▶ **What is being asked**: Could you reproduce every entry that follows, exactly as shown?

======== Records shown

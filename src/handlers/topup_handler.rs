//! Top-up Handler
//!
//! Creates gateway checkout sessions and credits paid sessions at most once.
//! The `top_up_logs` row keyed by session id is the gate: it is inserted
//! first in the unit of work, and losing that insert means another call
//! already credited (or is crediting) the session.

use chrono::Utc;
use std::collections::BTreeMap;
use std::sync::Arc;
use uuid::Uuid;

use crate::config::LedgerSettings;
use crate::domain::{
    Amount, AmountError, Currency, DomainError, FxRate, NewTransaction, OperationContext, TopUpLog,
    TransactionType,
};
use crate::error::AppResult;
use crate::fx::{FxConverter, FxError};
use crate::gateway::{CheckoutSession, NewCheckoutSession, PaymentGateway};
use crate::store::LedgerStore;

use super::{
    converted_amount, require_actor, CheckoutResult, Ledger, TopUpCommand, TopUpOutcome, TopUpResult,
};

const METADATA_TYPE: &str = "type";
const METADATA_ACCOUNT_ID: &str = "accountId";
const METADATA_ACCOUNT_CURRENCY: &str = "accountCurrency";

#[derive(Clone)]
pub struct TopUpProcessor {
    store: Arc<dyn LedgerStore>,
    ledger: Ledger,
    fx: FxConverter,
    gateway: Arc<dyn PaymentGateway>,
    min_minor_units: i64,
}

impl TopUpProcessor {
    pub fn new(
        store: Arc<dyn LedgerStore>,
        ledger: Ledger,
        fx: FxConverter,
        gateway: Arc<dyn PaymentGateway>,
        settings: &LedgerSettings,
    ) -> Self {
        Self {
            store,
            ledger,
            fx,
            gateway,
            min_minor_units: settings.topup_min_minor_units,
        }
    }

    /// Start a hosted checkout for one of the actor's accounts
    pub async fn create_checkout(&self, context: &OperationContext, command: TopUpCommand) -> AppResult<CheckoutResult> {
        let actor = require_actor(context)?;
        let account = self.ledger.get_account(command.account_id).await?;

        if !account.is_owned_by(actor) {
            return Err(DomainError::forbidden("account belongs to another user").into());
        }
        if command.amount < self.min_minor_units {
            return Err(DomainError::InvalidAmount(format!(
                "minimum top-up is {} minor units",
                self.min_minor_units
            ))
            .into());
        }

        let mut metadata = BTreeMap::new();
        metadata.insert(METADATA_TYPE.to_string(), "topup".to_string());
        metadata.insert(METADATA_ACCOUNT_ID.to_string(), account.id.to_string());
        metadata.insert(METADATA_ACCOUNT_CURRENCY.to_string(), account.currency.code().to_string());

        let session = self
            .gateway
            .create_session(NewCheckoutSession {
                amount_minor_units: command.amount,
                currency: command.currency,
                product_name: format!("Top-up account {}", account.iban),
                success_url: command.success_url,
                cancel_url: command.cancel_url,
                metadata,
            })
            .await?;

        tracing::info!(
            session_id = %session.id,
            account_id = %account.id,
            amount_minor_units = command.amount,
            currency = %command.currency,
            "Checkout session created"
        );

        Ok(CheckoutResult {
            session_id: session.id,
            checkout_url: session.url,
        })
    }

    /// Reconcile a gateway session with a credit.
    ///
    /// Replays and concurrent duplicates return `AlreadyProcessed` without
    /// touching the balance.
    pub async fn verify(&self, session_id: &str) -> AppResult<TopUpResult> {
        let session = self.gateway.get_session(session_id).await?;

        if !session.is_paid() {
            return Err(DomainError::PaymentIncomplete {
                status: session.payment_status.clone(),
            }
            .into());
        }

        if let Some(existing) = self.store.find_top_up(session_id).await? {
            tracing::info!(session_id, "Top-up already processed");
            return Ok(TopUpResult::from_log(&existing, TopUpOutcome::AlreadyProcessed));
        }

        let (account_id, metadata_currency) = read_metadata(&session)?;

        let minor = session.amount_minor_units().ok_or(DomainError::MissingAmount)?;
        let paid = Amount::from_minor_units(minor).map_err(|e| match e {
            AmountError::Overflow => DomainError::InvalidSessionMetadata(format!("amount {} exceeds maximum", minor)),
            _ => DomainError::InvalidSessionMetadata(format!("non-positive amount {}", minor)),
        })?;

        let raw_currency = session
            .currency
            .as_deref()
            .ok_or_else(|| DomainError::InvalidSessionMetadata("session has no currency".to_string()))?;

        let account = self.ledger.get_account(account_id).await?;

        let paid_currency: Currency = raw_currency
            .parse()
            .map_err(|_| FxError::rate_not_found(raw_currency.to_ascii_uppercase(), account.currency.code()))?;

        if metadata_currency != account.currency {
            tracing::warn!(
                session_id,
                account_id = %account.id,
                metadata_currency = %metadata_currency,
                account_currency = %account.currency,
                "Session currency metadata differs from account, crediting in account currency"
            );
        }

        let converted = self.fx.convert(paid.value(), paid_currency, account.currency).await?;
        let credited = converted_amount(converted)?;
        let fx_rate = if paid_currency == account.currency {
            FxRate::identity()
        } else {
            FxRate::between(&paid, &credited)
        };

        let log = TopUpLog {
            session_id: session_id.to_string(),
            account_id: account.id,
            amount_paid: paid.value(),
            paid_currency,
            amount_credited: credited.value(),
            credited_currency: account.currency,
            processed_at: Utc::now(),
        };

        let mut uow = self.store.begin().await?;

        if !uow.insert_top_up(&log).await? {
            drop(uow);
            tracing::info!(session_id, "Concurrent top-up won the session, nothing credited");
            let existing = self.store.find_top_up(session_id).await?.unwrap_or(log);
            return Ok(TopUpResult::from_log(&existing, TopUpOutcome::AlreadyProcessed));
        }

        self.ledger.adjust_balance(uow.as_mut(), account.id, credited.value()).await?;

        let record = uow
            .append_transaction(NewTransaction {
                initiator_id: account.owner_id,
                from_account_id: None,
                to_account_id: Some(account.id),
                kind: TransactionType::Topup,
                amount_from: Some(paid.value()),
                currency_from: Some(paid_currency),
                amount_to: Some(credited.value()),
                currency_to: Some(account.currency),
                fx_rate: fx_rate.value(),
                external_ref: Some(session_id.to_string()),
                description: format!("Top-up {} {}", paid, paid_currency),
            })
            .await?;

        uow.commit().await?;

        tracing::info!(
            transaction_id = record.id,
            session_id,
            account_id = %account.id,
            paid = %paid,
            paid_currency = %paid_currency,
            credited = %credited,
            "Top-up credited"
        );

        Ok(TopUpResult::from_log(&log, TopUpOutcome::Credited))
    }
}

fn read_metadata(session: &CheckoutSession) -> Result<(Uuid, Currency), DomainError> {
    let field = |key: &str| {
        session
            .metadata
            .get(key)
            .ok_or_else(|| DomainError::InvalidSessionMetadata(format!("missing {}", key)))
    };

    let account_id = field(METADATA_ACCOUNT_ID)?
        .parse::<Uuid>()
        .map_err(|_| DomainError::InvalidSessionMetadata(format!("malformed {}", METADATA_ACCOUNT_ID)))?;
    let currency = field(METADATA_ACCOUNT_CURRENCY)?
        .parse::<Currency>()
        .map_err(|_| DomainError::InvalidSessionMetadata(format!("malformed {}", METADATA_ACCOUNT_CURRENCY)))?;

    Ok((account_id, currency))
}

================

▶ **Expected answer**:
filename src/handlers/topup_handler.rs
//! Top-up Handler
//!
//! Creates gateway checkout sessions and credits paid sessions at most once.
//! The `top_up_logs` row keyed by session id is the gate: it is inserted
//! first in the unit of work, and losing that insert means another call
//! already credited (or is crediting) the session.

use chrono::Utc;
use std::collections::BTreeMap;
use std::sync::Arc;
use uuid::Uuid;

use crate::config::LedgerSettings;
use crate::domain::{
    Amount, AmountError, Currency, DomainError, FxRate, NewTransaction, OperationContext, TopUpLog,
    TransactionType,
};
use crate::error::AppResult;
use crate::fx::{FxConverter, FxError};
use crate::gateway::{CheckoutSession, NewCheckoutSession, PaymentGateway};
use crate::store::LedgerStore;

use super::{
    converted_amount, require_actor, CheckoutResult, Ledger, TopUpCommand, TopUpOutcome, TopUpResult,
};

const METADATA_TYPE: &str = "type";
const METADATA_ACCOUNT_ID: &str = "accountId";
const METADATA_ACCOUNT_CURRENCY: &str = "accountCurrency";

#[derive(Clone)]
pub struct TopUpProcessor {
    store: Arc<dyn LedgerStore>,
    ledger: Ledger,
    fx: FxConverter,
    gateway: Arc<dyn PaymentGateway>,
    min_minor_units: i64,
}

impl TopUpProcessor {
    pub fn new(
        store: Arc<dyn LedgerStore>,
        ledger: Ledger,
        fx: FxConverter,
        gateway: Arc<dyn PaymentGateway>,
        settings: &LedgerSettings,
    ) -> Self {
        Self {
            store,
            ledger,
            fx,
            gateway,
            min_minor_units: settings.topup_min_minor_units,
        }
    }

    /// Start a hosted checkout for one of the actor's accounts
    pub async fn create_checkout(&self, context: &OperationContext, command: TopUpCommand) -> AppResult<CheckoutResult> {
        let actor = require_actor(context)?;
        let account = self.ledger.get_account(command.account_id).await?;

        if !account.is_owned_by(actor) {
            return Err(DomainError::forbidden("account belongs to another user").into());
        }
        if command.amount < self.min_minor_units {
            return Err(DomainError::InvalidAmount(format!(
                "minimum top-up is {} minor units",
                self.min_minor_units
            ))
            .into());
        }

        let mut metadata = BTreeMap::new();
        metadata.insert(METADATA_TYPE.to_string(), "topup".to_string());
        metadata.insert(METADATA_ACCOUNT_ID.to_string(), account.id.to_string());
        metadata.insert(METADATA_ACCOUNT_CURRENCY.to_string(), account.currency.code().to_string());

        let session = self
            .gateway
            .create_session(NewCheckoutSession {
                amount_minor_units: command.amount,
                currency: command.currency,
                product_name: format!("Top-up account {}", account.iban),
                success_url: command.success_url,
                cancel_url: command.cancel_url,
                metadata,
            })
            .await?;

        tracing::info!(
            session_id = %session.id,
            account_id = %account.id,
            amount_minor_units = command.amount,
            currency = %command.currency,
            "Checkout session created"
        );

        Ok(CheckoutResult {
            session_id: session.id,
            checkout_url: session.url,
        })
    }

    /// Reconcile a gateway session with a credit.
    ///
    /// Replays and concurrent duplicates return `AlreadyProcessed` without
    /// touching the balance.
    pub async fn verify(&self, session_id: &str) -> AppResult<TopUpResult> {
        let session = self.gateway.get_session(session_id).await?;

        if !session.is_paid() {
            return Err(DomainError::PaymentIncomplete {
                status: session.payment_status.clone(),
            }
            .into());
        }

        if let Some(existing) = self.store.find_top_up(session_id).await? {
            tracing::info!(session_id, "Top-up already processed");
            return Ok(TopUpResult::from_log(&existing, TopUpOutcome::AlreadyProcessed));
        }

        let (account_id, metadata_currency) = read_metadata(&session)?;

        let minor = session.amount_minor_units().ok_or(DomainError::MissingAmount)?;
        let paid = Amount::from_minor_units(minor).map_err(|e| match e {
            AmountError::Overflow => DomainError::InvalidSessionMetadata(format!("amount {} exceeds maximum", minor)),
            _ => DomainError::InvalidSessionMetadata(format!("non-positive amount {}", minor)),
        })?;

        let raw_currency = session
            .currency
            .as_deref()
            .ok_or_else(|| DomainError::InvalidSessionMetadata("session has no currency".to_string()))?;

        let account = self.ledger.get_account(account_id).await?;

        let paid_currency: Currency = raw_currency
            .parse()
            .map_err(|_| FxError::rate_not_found(raw_currency.to_ascii_uppercase(), account.currency.code()))?;

        if metadata_currency != account.currency {
            tracing::warn!(
                session_id,
                account_id = %account.id,
                metadata_currency = %metadata_currency,
                account_currency = %account.currency,
                "Session currency metadata differs from account, crediting in account currency"
            );
        }

        let converted = self.fx.convert(paid.value(), paid_currency, account.currency).await?;
        let credited = converted_amount(converted)?;
        let fx_rate = if paid_currency == account.currency {
            FxRate::identity()
        } else {
            FxRate::between(&paid, &credited)
        };

        let log = TopUpLog {
            session_id: session_id.to_string(),
            account_id: account.id,
            amount_paid: paid.value(),
            paid_currency,
            amount_credited: credited.value(),
            credited_currency: account.currency,
            processed_at: Utc::now(),
        };

        let mut uow = self.store.begin().await?;

        if !uow.insert_top_up(&log).await? {
            drop(uow);
            tracing::info!(session_id, "Concurrent top-up won the session, nothing credited");
            let existing = self.store.find_top_up(session_id).await?.unwrap_or(log);
            return Ok(TopUpResult::from_log(&existing, TopUpOutcome::AlreadyProcessed));
        }

        self.ledger.adjust_balance(uow.as_mut(), account.id, credited.value()).await?;

        let record = uow
            .append_transaction(NewTransaction {
                initiator_id: account.owner_id,
                from_account_id: None,
                to_account_id: Some(account.id),
                kind: TransactionType::Topup,
                amount_from: Some(paid.value()),
                currency_from: Some(paid_currency),
                amount_to: Some(credited.value()),
                currency_to: Some(account.currency),
                fx_rate: fx_rate.value(),
                external_ref: Some(session_id.to_string()),
                description: format!("Top-up {} {}", paid, paid_currency),
            })
            .await?;

        uow.commit().await?;

        tracing::info!(
            transaction_id = record.id,
            session_id,
            account_id = %account.id,
            paid = %paid,
            paid_currency = %paid_currency,
            credited = %credited,
            "Top-up credited"
        );

        Ok(TopUpResult::from_log(&log, TopUpOutcome::Credited))
    }
}

fn read_metadata(session: &CheckoutSession) -> Result<(Uuid, Currency), DomainError> {
    let field = |key: &str| {
        session
            .metadata
            .get(key)
            .ok_or_else(|| DomainError::InvalidSessionMetadata(format!("missing {}", key)))
    };

    let account_id = field(METADATA_ACCOUNT_ID)?
        .parse::<Uuid>()
        .map_err(|_| DomainError::InvalidSessionMetadata(format!("malformed {}", METADATA_ACCOUNT_ID)))?;
    let currency = field(METADATA_ACCOUNT_CURRENCY)?
        .parse::<Currency>()
        .map_err(|_| DomainError::InvalidSessionMetadata(format!("malformed {}", METADATA_ACCOUNT_CURRENCY)))?;

    Ok((account_id, currency))
}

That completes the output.